The Sweat of Their Brow

Alexandre Fortes
Universidade Estadual de Campinas (Unicamp), Brasil

The Sweat of Their Brow

Revista Prâksis, vol. 2, 2016

Centro Universitário Feevale

. The Sweat of Their Brow: A History of Work in Latin America. 2000. Armonk/London. M.E. Sharpe. 209pp.. 2000

O livro de David J. McCreery The Sweat of Their Brow: A History of Work in Latin America é corajoso e inovador. A pesquisa histórica sobre esse tema passou por uma grande expansão nas últimas duas décadas, mas, a sua maioria, na forma de estudos monográficos. Em conjunto, os inúmeros estudos sobre regiões específicas, períodos históricos e categorias de trabalhadores contribuíram para grandes mudanças nas abordagens teóricas e metodológicas e enriqueceram o conhecimento empírico, engendrando novos temas e questões.

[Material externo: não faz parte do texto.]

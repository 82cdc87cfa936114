//! Copyright (c) 2025-2026, Kirky.X
//!
//! MIT License
//!
//! 该模块定义了失效引擎：响应实体生命周期事件，重新计算或清除受影响的缓存条目。

use crate::entity::{EntityRef, EntityStore, EntityType};
use crate::error::{CacheError, Result};
use crate::events::{EventHandler, EventKind};
use crate::registry::{DependencyRegistry, DependencyRule};
use crate::serialization::{Serializer, SerializerEnum};
use crate::store::CacheStore;
use async_trait::async_trait;
use std::sync::{Arc, Weak};
use tokio::sync::RwLock;
use tracing::{debug, instrument, warn};

/// 一次事件处理的结果
#[derive(Debug, Default)]
pub struct ReactionReport {
    /// 解析出至少一个目标实例的规则数
    pub rules_fired: usize,
    /// 解析失败或解析为空的规则数
    pub rules_skipped: usize,
    pub entries_written: u64,
    pub entries_evicted: u64,
    /// 解析和重新计算中记录的失败
    pub failures: Vec<CacheError>,
}

impl ReactionReport {
    pub fn is_clean(&self) -> bool {
        self.failures.is_empty()
    }

    /// 存在失败时转换为 [`CacheError::Invalidation`]
    pub fn into_result(self) -> Result<Self> {
        if self.failures.is_empty() {
            Ok(self)
        } else {
            Err(CacheError::Invalidation(self.failures))
        }
    }
}

/// 失效引擎
///
/// 事件处理期间只读取一次注册表快照，启动注册可以在运行中整体替换注册表
pub struct InvalidationEngine {
    registry: RwLock<Arc<DependencyRegistry>>,
    store: Arc<dyn CacheStore>,
    entities: Arc<dyn EntityStore>,
    serializer: SerializerEnum,
}

impl InvalidationEngine {
    pub fn new(
        store: Arc<dyn CacheStore>,
        entities: Arc<dyn EntityStore>,
        serializer: SerializerEnum,
    ) -> Self {
        Self {
            registry: RwLock::new(Arc::new(DependencyRegistry::new())),
            store,
            entities,
            serializer,
        }
    }

    /// 当前注册表快照
    pub async fn registry(&self) -> Arc<DependencyRegistry> {
        self.registry.read().await.clone()
    }

    /// 替换注册表，返回旧的注册表
    pub async fn swap_registry(&self, registry: Arc<DependencyRegistry>) -> Arc<DependencyRegistry> {
        let mut guard = self.registry.write().await;
        std::mem::replace(&mut *guard, registry)
    }

    pub fn store(&self) -> &Arc<dyn CacheStore> {
        &self.store
    }

    pub fn entities(&self) -> &Arc<dyn EntityStore> {
        &self.entities
    }

    pub fn serializer(&self) -> &SerializerEnum {
        &self.serializer
    }

    /// 处理一个生命周期事件，触发源类型下的全部规则
    ///
    /// 存储层错误会立即中止处理并返回；解析和重新计算的失败记录在报告中
    #[instrument(skip(self, instance), level = "debug", fields(entity_type = %instance.entity_type(), entity_id = instance.id()))]
    pub async fn react(&self, instance: EntityRef, kind: EventKind) -> Result<ReactionReport> {
        self.run(instance, kind, None).await
    }

    /// 只触发目标类型为 `target` 的规则，由 (源类型, 目标类型) 订阅调用
    #[instrument(skip(self, instance), level = "debug", fields(entity_type = %instance.entity_type(), entity_id = instance.id()))]
    pub async fn react_for_target(
        &self,
        instance: EntityRef,
        kind: EventKind,
        target: &EntityType,
    ) -> Result<ReactionReport> {
        self.run(instance, kind, Some(target)).await
    }

    async fn run(
        &self,
        instance: EntityRef,
        kind: EventKind,
        target: Option<&EntityType>,
    ) -> Result<ReactionReport> {
        let registry = self.registry().await;
        let source_type = instance.entity_type();
        let mut report = ReactionReport::default();

        let rules = registry
            .rules_for(&source_type)
            .iter()
            .filter(|rule| target.map_or(true, |t| rule.target_type == *t));

        for rule in rules {
            self.fire(rule, instance.clone(), kind, &mut report).await?;
        }

        let own_target = target.map_or(true, |t| *t == source_type);
        if kind == EventKind::Deleted && own_target && registry.is_target(&source_type) {
            let evicted = self.store.delete_all(&source_type, instance.id()).await?;
            if evicted > 0 {
                debug!("删除实例时清除了 {} 个剩余条目", evicted);
            }
            report.entries_evicted += evicted;
        }

        debug!(
            "事件处理完成: kind={}, fired={}, skipped={}, written={}, evicted={}, failures={}",
            kind,
            report.rules_fired,
            report.rules_skipped,
            report.entries_written,
            report.entries_evicted,
            report.failures.len()
        );
        Ok(report)
    }

    /// 单独执行一条规则，不需要在注册表中安装
    ///
    /// 用解析器找出受影响的实例后对规则中的属性执行重新计算或清除。
    /// 与 [`react`](Self::react) 相同，解析和重新计算的失败记录在报告中，存储层错误直接返回
    #[instrument(skip(self, rule, instance), level = "debug", fields(resolver = rule.resolver.name(), entity_id = instance.id()))]
    pub async fn apply_rule(
        &self,
        rule: &DependencyRule,
        instance: EntityRef,
        kind: EventKind,
    ) -> Result<ReactionReport> {
        let mut report = ReactionReport::default();
        self.fire(rule, instance, kind, &mut report).await?;
        Ok(report)
    }

    async fn fire(
        &self,
        rule: &DependencyRule,
        instance: EntityRef,
        kind: EventKind,
        report: &mut ReactionReport,
    ) -> Result<()> {
        let resolved = match rule
            .resolver
            .resolve(instance, self.entities.clone())
            .await
        {
            Ok(resolved) => resolved,
            Err(e) => {
                let failure = CacheError::Resolution {
                    source_type: rule.source_type.to_string(),
                    target_type: rule.target_type.to_string(),
                    message: e.to_string(),
                };
                warn!("{}", failure);
                report.failures.push(failure);
                report.rules_skipped += 1;
                return Ok(());
            }
        };

        if resolved.is_empty() {
            debug!(
                "解析器 {} 未找到受影响的 {} 实例，跳过",
                rule.resolver.name(),
                rule.target_type
            );
            report.rules_skipped += 1;
            return Ok(());
        }

        report.rules_fired += 1;
        for affected in resolved {
            if affected.entity_type() != rule.target_type {
                let failure = CacheError::Resolution {
                    source_type: rule.source_type.to_string(),
                    target_type: rule.target_type.to_string(),
                    message: format!(
                        "resolver '{}' returned a {} instance",
                        rule.resolver.name(),
                        affected.entity_type()
                    ),
                };
                warn!("{}", failure);
                report.failures.push(failure);
                continue;
            }
            self.apply(rule, affected, kind, report).await?;
        }
        Ok(())
    }

    /// 对单个目标实例应用规则
    async fn apply(
        &self,
        rule: &DependencyRule,
        affected: EntityRef,
        kind: EventKind,
        report: &mut ReactionReport,
    ) -> Result<()> {
        let entity_id = affected.id();

        if kind == EventKind::Deleted {
            for property in &rule.properties {
                if self
                    .store
                    .delete(&rule.target_type, entity_id, property)
                    .await?
                {
                    report.entries_evicted += 1;
                }
            }
            return Ok(());
        }

        for property in &rule.properties {
            let computed = match affected.property(property) {
                Some(accessor) => accessor
                    .resolve(self.entities.clone())
                    .await
                    .map_err(|e| e.to_string()),
                None => Err("no accessor with this name".to_string()),
            };

            let value = match computed {
                Ok(value) => value,
                Err(message) => {
                    let failure = CacheError::Recompute {
                        entity_type: rule.target_type.to_string(),
                        entity_id,
                        property: property.clone(),
                        message,
                    };
                    warn!("{}", failure);
                    report.failures.push(failure);
                    // 同一实例在本规则下的剩余属性不再计算
                    break;
                }
            };

            let bytes = self.serializer.encode(&value)?;
            self.store
                .upsert(&rule.target_type, entity_id, property, bytes)
                .await?;
            report.entries_written += 1;
        }
        Ok(())
    }
}

/// 某个 (源类型, 目标类型) 组合的事件订阅
///
/// 只持有引擎的弱引用，引擎释放后订阅不再生效
pub struct RuleSubscription {
    engine: Weak<InvalidationEngine>,
    target: EntityType,
}

impl RuleSubscription {
    pub fn new(engine: &Arc<InvalidationEngine>, target: EntityType) -> Self {
        Self {
            engine: Arc::downgrade(engine),
            target,
        }
    }
}

#[async_trait]
impl EventHandler for RuleSubscription {
    async fn handle(&self, instance: EntityRef, kind: EventKind) -> Result<()> {
        let Some(engine) = self.engine.upgrade() else {
            debug!("失效引擎已释放，忽略 {} 事件", kind);
            return Ok(());
        };
        engine
            .react_for_target(instance, kind, &self.target)
            .await?
            .into_result()
            .map(|_| ())
    }
}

Entretanto, até o presente momento, exceto por algumas revisões bibliográficas, poucas tentativas foram feitas no sentido de fornecer uma visão articulada e abrangente dos dados obtidos por essa historiografia. Importantes iniciativas foram empreendidas em estudos comparativos; mas, embora relevantes, mesmo o exemplo mais conhecido, o livro de Charles W. Bergquist’s Labor in Latin America: Comparative Essays on Chile, Argentina, Venezuela and Colombia1, oferece apenas uma visão parcial, excluindo dos seus estudos de caso dois dentre os três principais países da região.

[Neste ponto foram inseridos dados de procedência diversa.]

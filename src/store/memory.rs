//! Copyright (c) 2025-2026, Kirky.X
//!
//! MIT License
//!
//! 该模块定义了基于内存的缓存存储。

use super::{CacheEntry, CacheStore, TypeStats};
use crate::entity::{EntityId, EntityType};
use crate::error::Result;
use async_trait::async_trait;
use dashmap::DashMap;
use std::collections::{BTreeMap, HashMap};
use tracing::{debug, instrument};

/// 内存缓存存储
///
/// 以 (类型, 标识) 分组保存条目；写入经由 DashMap 的 entry API，
/// 同一实例的并发写入在分片锁上串行化
#[derive(Default)]
pub struct MemoryCacheStore {
    entries: DashMap<(EntityType, EntityId), HashMap<String, Vec<u8>>>,
}

impl MemoryCacheStore {
    pub fn new() -> Self {
        Self::default()
    }

    /// 条目总数
    pub fn len(&self) -> usize {
        self.entries.iter().map(|group| group.value().len()).sum()
    }

    pub fn is_empty(&self) -> bool {
        self.len() == 0
    }
}

#[async_trait]
impl CacheStore for MemoryCacheStore {
    async fn get(
        &self,
        entity_type: &EntityType,
        entity_id: EntityId,
        name: &str,
    ) -> Result<Option<Vec<u8>>> {
        Ok(self
            .entries
            .get(&(entity_type.clone(), entity_id))
            .and_then(|group| group.get(name).cloned()))
    }

    async fn get_many(
        &self,
        entity_type: &EntityType,
        ids: &[EntityId],
    ) -> Result<Vec<CacheEntry>> {
        let mut result = Vec::new();
        for id in ids {
            if let Some(group) = self.entries.get(&(entity_type.clone(), *id)) {
                result.extend(group.iter().map(|(name, value)| CacheEntry {
                    entity_type: entity_type.clone(),
                    entity_id: *id,
                    property_name: name.clone(),
                    value: value.clone(),
                }));
            }
        }
        Ok(result)
    }

    #[instrument(skip(self, value), level = "debug")]
    async fn upsert(
        &self,
        entity_type: &EntityType,
        entity_id: EntityId,
        name: &str,
        value: Vec<u8>,
    ) -> Result<()> {
        let created = self
            .entries
            .entry((entity_type.clone(), entity_id))
            .or_default()
            .insert(name.to_string(), value)
            .is_none();
        debug!("memory upsert: created={}", created);
        Ok(())
    }

    async fn delete(
        &self,
        entity_type: &EntityType,
        entity_id: EntityId,
        name: &str,
    ) -> Result<bool> {
        let key = (entity_type.clone(), entity_id);
        let removed = match self.entries.get_mut(&key) {
            Some(mut group) => group.remove(name).is_some(),
            None => false,
        };
        self.entries.remove_if(&key, |_, group| group.is_empty());
        Ok(removed)
    }

    async fn delete_all(&self, entity_type: &EntityType, entity_id: EntityId) -> Result<u64> {
        Ok(self
            .entries
            .remove(&(entity_type.clone(), entity_id))
            .map(|(_, group)| group.len() as u64)
            .unwrap_or(0))
    }

    async fn stats(&self) -> Result<Vec<TypeStats>> {
        let mut counts: BTreeMap<EntityType, u64> = BTreeMap::new();
        for group in self.entries.iter() {
            *counts.entry(group.key().0.clone()).or_default() += group.value().len() as u64;
        }
        Ok(counts
            .into_iter()
            .map(|(entity_type, entries)| TypeStats {
                entity_type,
                entries,
            })
            .collect())
    }

    async fn clear(&self) -> Result<u64> {
        let total = self.len() as u64;
        self.entries.clear();
        Ok(total)
    }
}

Assim, um volume único sintético, escrito em linguagem clara e objetiva, abrangendo desde os tempos pré-coloniais até os desafios contemporâneos e ainda incorporando questões de gênero e raça, é um grande feito em si mesmo. Direcionado para um público leigo, ele fornece uma primeira aproximação às peculiaridades históricas assumidas pelas relações trabalhistas e de trabalho na América Latina. Por outro lado, disponibiliza ao público especializado uma competente versão historiográfica, ainda que mais atualizada em alguns aspectos do que em outros.

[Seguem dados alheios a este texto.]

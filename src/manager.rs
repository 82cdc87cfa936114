//! Copyright (c) 2025-2026, Kirky.X
//!
//! MIT License
//!
//! 该模块定义了属性缓存的入口，负责组装存储、失效引擎和事件订阅。

use crate::bootstrap::{bootstrap, BootstrapReport};
use crate::config::{Config, StoreBackend, StoreConfig};
use crate::declaration::ModelDescriptor;
use crate::engine::{InvalidationEngine, ReactionReport};
use crate::entity::{Entity, EntityId, EntityRef, EntityStore, EntityType, PropertyValue};
use crate::error::{CacheError, Result};
use crate::events::{EventDispatcher, EventKind};
use crate::hydration::{self, Hydrated};
use crate::registry::{DependencyRule, InstalledRule};
use crate::serialization::{Serializer, SerializerEnum};
use crate::store::{CacheStore, MemoryCacheStore, SqlCacheStore};
use serde::de::DeserializeOwned;
use std::sync::Arc;
use tokio::sync::Mutex;
use tracing::{info, instrument};

/// 属性缓存
///
/// 实体存储通过 `dispatcher` 派发生命周期事件，启动注册之后
/// 这些事件会自动驱动缓存的重新计算和清除
pub struct PropertyCache {
    engine: Arc<InvalidationEngine>,
    dispatcher: Arc<EventDispatcher>,
    bootstrap_lock: Mutex<()>,
}

impl PropertyCache {
    pub fn new(
        store: Arc<dyn CacheStore>,
        entities: Arc<dyn EntityStore>,
        dispatcher: Arc<EventDispatcher>,
        serializer: SerializerEnum,
    ) -> Self {
        Self {
            engine: Arc::new(InvalidationEngine::new(store, entities, serializer)),
            dispatcher,
            bootstrap_lock: Mutex::new(()),
        }
    }

    /// 按配置创建属性缓存
    #[instrument(skip_all, level = "info")]
    pub async fn from_config(
        config: &Config,
        entities: Arc<dyn EntityStore>,
        dispatcher: Arc<EventDispatcher>,
    ) -> Result<Self> {
        config.validate().map_err(CacheError::ConfigError)?;
        let store = open_store(&config.store).await?;
        Ok(Self::new(store, entities, dispatcher, config.serializer()))
    }

    /// 执行启动注册，可重复调用
    ///
    /// 同一时刻只有一次启动注册在运行
    pub async fn bootstrap(&self, models: &[ModelDescriptor]) -> Result<BootstrapReport> {
        let _guard = self.bootstrap_lock.lock().await;
        bootstrap(&self.engine, &self.dispatcher, models).await
    }

    /// 已安装的规则
    pub async fn installed_rules(&self) -> Vec<InstalledRule> {
        self.engine.registry().await.installed_rules().to_vec()
    }

    /// 目标类型声明的缓存属性
    pub async fn cached_properties(&self, entity_type: &EntityType) -> Option<Vec<String>> {
        self.engine
            .registry()
            .await
            .cached_properties(entity_type)
            .map(<[String]>::to_vec)
    }

    /// 批量附加缓存属性
    pub async fn hydrate<E: Entity>(
        &self,
        entity_type: &EntityType,
        instances: Vec<E>,
    ) -> Result<Vec<Hydrated<E>>> {
        let properties = self
            .cached_properties(entity_type)
            .await
            .ok_or_else(|| CacheError::NotRegistered(entity_type.to_string()))?;
        hydration::hydrate(
            self.engine.store().as_ref(),
            self.engine.serializer(),
            entity_type,
            &properties,
            instances,
        )
        .await
    }

    /// 从实体存储加载实例并附加缓存属性
    #[instrument(skip(self, ids), level = "debug", fields(ids = ids.len()))]
    pub async fn fetch_with_properties(
        &self,
        entity_type: &EntityType,
        ids: &[EntityId],
    ) -> Result<Vec<Hydrated<EntityRef>>> {
        let instances = self
            .engine
            .entities()
            .fetch_by_type_and_ids(entity_type, ids)
            .await?;
        self.hydrate(entity_type, instances).await
    }

    /// 读取单个缓存值
    pub async fn get(
        &self,
        entity_type: &EntityType,
        entity_id: EntityId,
        name: &str,
    ) -> Result<Option<PropertyValue>> {
        match self.engine.store().get(entity_type, entity_id, name).await? {
            Some(bytes) => Ok(Some(self.engine.serializer().decode(&bytes)?)),
            None => Ok(None),
        }
    }

    /// 读取单个缓存值并反序列化为指定类型
    pub async fn get_as<T: DeserializeOwned>(
        &self,
        entity_type: &EntityType,
        entity_id: EntityId,
        name: &str,
    ) -> Result<Option<T>> {
        match self.engine.store().get(entity_type, entity_id, name).await? {
            Some(bytes) => Ok(Some(self.engine.serializer().deserialize(&bytes)?)),
            None => Ok(None),
        }
    }

    /// 直接处理一个生命周期事件
    ///
    /// 适用于不经过事件派发器的调用方，例如外部消息队列重放事件
    pub async fn react(&self, instance: EntityRef, kind: EventKind) -> Result<ReactionReport> {
        self.engine.react(instance, kind).await
    }

    /// 针对一个实例单独执行一条未注册的规则
    pub async fn apply_rule(
        &self,
        rule: &DependencyRule,
        instance: EntityRef,
        kind: EventKind,
    ) -> Result<ReactionReport> {
        self.engine.apply_rule(rule, instance, kind).await
    }

    pub fn engine(&self) -> &Arc<InvalidationEngine> {
        &self.engine
    }

    pub fn dispatcher(&self) -> &Arc<EventDispatcher> {
        &self.dispatcher
    }

    pub fn store(&self) -> &Arc<dyn CacheStore> {
        self.engine.store()
    }

    pub fn entities(&self) -> &Arc<dyn EntityStore> {
        self.engine.entities()
    }
}

/// 按存储配置打开缓存存储
pub async fn open_store(config: &StoreConfig) -> Result<Arc<dyn CacheStore>> {
    match config.backend {
        StoreBackend::Memory => {
            info!("Using in-memory property cache store");
            Ok(Arc::new(MemoryCacheStore::new()))
        }
        StoreBackend::Database => Ok(Arc::new(SqlCacheStore::connect(config).await?)),
    }
}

Além das utilidades práticas de uma visão tão abrangente, especialmente para o ensino e como obra de referência, ela também estimula a revisão de temas tradicionais sob nova luz. Isso é possível porque McCreery não apenas sintetizou as conclusões estabelecidas da pesquisa acadêmica, ele reuniu peças intrigantes e díspares produzidas por diversos acadêmicos e, guiado por uma perspectiva teórica bem definida, focou no desenvolvimento de “formas de mobilização e controle dos trabalhadores”.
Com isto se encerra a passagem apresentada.